#### Given data ####

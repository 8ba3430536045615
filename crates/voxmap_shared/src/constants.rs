//! # World Constants
//!
//! **CRITICAL:** The chunk size is part of the tile format.
//! Every cached tile is `CHUNK_SIZE x CHUNK_SIZE` pixels.

/// Chunk width/depth in blocks (columns per side).
pub const CHUNK_SIZE: usize = 16;

/// Chunk width as a signed value, for world-coordinate math.
pub const CHUNK_SIZE_I32: i32 = CHUNK_SIZE as i32;

/// Columns sampled when one chunk tile is built.
pub const COLUMNS_PER_CHUNK: usize = CHUNK_SIZE * CHUNK_SIZE;

/// Lowest Y a column walk visits. Below this the column is "not found".
pub const WORLD_FLOOR_Y: i32 = 0;
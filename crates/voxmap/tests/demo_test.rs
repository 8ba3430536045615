//! # Demo Walk Integration Test
//!
//! The scripted walk renders every frame, colors every textured block from
//! its stand-in texture and leaves the marker at the center of a round map.

use voxmap::rendering::MinimapConfig;
use voxmap::{run_demo, DemoConfig, WalkConfig};

fn short_walk(frames: u32) -> DemoConfig {
    DemoConfig {
        walk: WalkConfig {
            frames,
            output: None,
            ..WalkConfig::default()
        },
        ..DemoConfig::default()
    }
}

#[tokio::test]
async fn test_walk_draws_every_frame() {
    let summary = run_demo(&MinimapConfig::default(), &short_walk(40)).await.unwrap();

    assert_eq!(summary.frames, 40);
    assert_eq!(summary.drawn, 40);
    // Ten generated blocks; the flower ships without a texture.
    assert_eq!(summary.table.resolved, 9);
    assert_eq!(summary.table.unresolved, 1);
    assert_eq!(summary.table.failed, 0);
    assert!(summary.tiles_cached >= 49);
}

#[tokio::test]
async fn test_final_frame_is_round_with_marker() {
    let minimap = MinimapConfig::default();
    let summary = run_demo(&minimap, &short_walk(10)).await.unwrap();
    let size = minimap.viewport.size_px;

    assert_eq!(summary.image.dimensions(), (size, size));
    assert_eq!(summary.image.get_pixel(size / 2, size / 2).0, [255, 255, 255, 255]);
    assert_eq!(summary.image.get_pixel(0, 0).0[3], 0);
    assert_eq!(summary.image.get_pixel(size - 1, size - 1).0[3], 0);
}

#[tokio::test]
async fn test_slow_streaming_still_fills_in() {
    let mut demo = short_walk(120);
    demo.streaming.chunks_per_step = 2;
    demo.walk.speed = 0.0;
    let summary = run_demo(&MinimapConfig::default(), &demo).await.unwrap();

    // Two chunks per step fill the 81-chunk host radius long before the end.
    assert_eq!(summary.chunks_streamed, 81);
    assert_eq!(summary.drawn, 120);
}
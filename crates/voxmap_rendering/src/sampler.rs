//! # Column Sampler
//!
//! Walks one world column downward and returns the first block that counts
//! as a visible map surface.
//!
//! ## Surface Rule
//!
//! | Class  | Stops the walk          |
//! |--------|-------------------------|
//! | Opaque | always                  |
//! | Water  | always                  |
//! | Leaves | always                  |
//! | Plant  | only with `show_plants` |
//!
//! Air and ids with no registry entry are skipped. An unresolved id is the
//! host still streaming data in, not an error.

use voxmap_shared::{BlockId, BlockRegistry, WorldAccessor, WORLD_FLOOR_Y};

/// Result of one column walk.
#[derive(Clone, Copy, Debug, Default, PartialEq, Eq)]
pub struct ColumnSample {
    /// Surface block, `BlockId::AIR` when nothing was found.
    pub block: BlockId,
    /// Y of the surface block. Meaningless when `found` is false.
    pub height: i32,
    /// True when a surface block was found above the world floor.
    pub found: bool,
}

impl ColumnSample {
    /// The "nothing down to the floor" result.
    pub const NOT_FOUND: Self = Self {
        block: BlockId::AIR,
        height: WORLD_FLOOR_Y - 1,
        found: false,
    };

    /// A surface hit.
    #[inline]
    #[must_use]
    pub const fn hit(block: BlockId, height: i32) -> Self {
        Self {
            block,
            height,
            found: true,
        }
    }
}

/// Finds the surface block of world column `(x, z)`.
///
/// The walk starts at `floor(start_y)` and descends while `y >= 0`.
#[must_use]
pub fn sample_column<W>(
    world: &W,
    registry: &BlockRegistry,
    x: i32,
    z: i32,
    start_y: f32,
    show_plants: bool,
) -> ColumnSample
where
    W: WorldAccessor + ?Sized,
{
    let mut y = start_y.floor() as i32;
    while y >= WORLD_FLOOR_Y {
        let id = world.block_at(x, y, z);
        if !id.is_air() {
            if let Some(def) = registry.get(id) {
                if def.surface_class().is_surface(show_plants) {
                    return ColumnSample::hit(id, y);
                }
            }
        }
        y -= 1;
    }
    ColumnSample::NOT_FOUND
}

####

_About this exercise:_ Please say how many lines of the listing hold the string "usize", answering with the number alone.

_Result:_ 2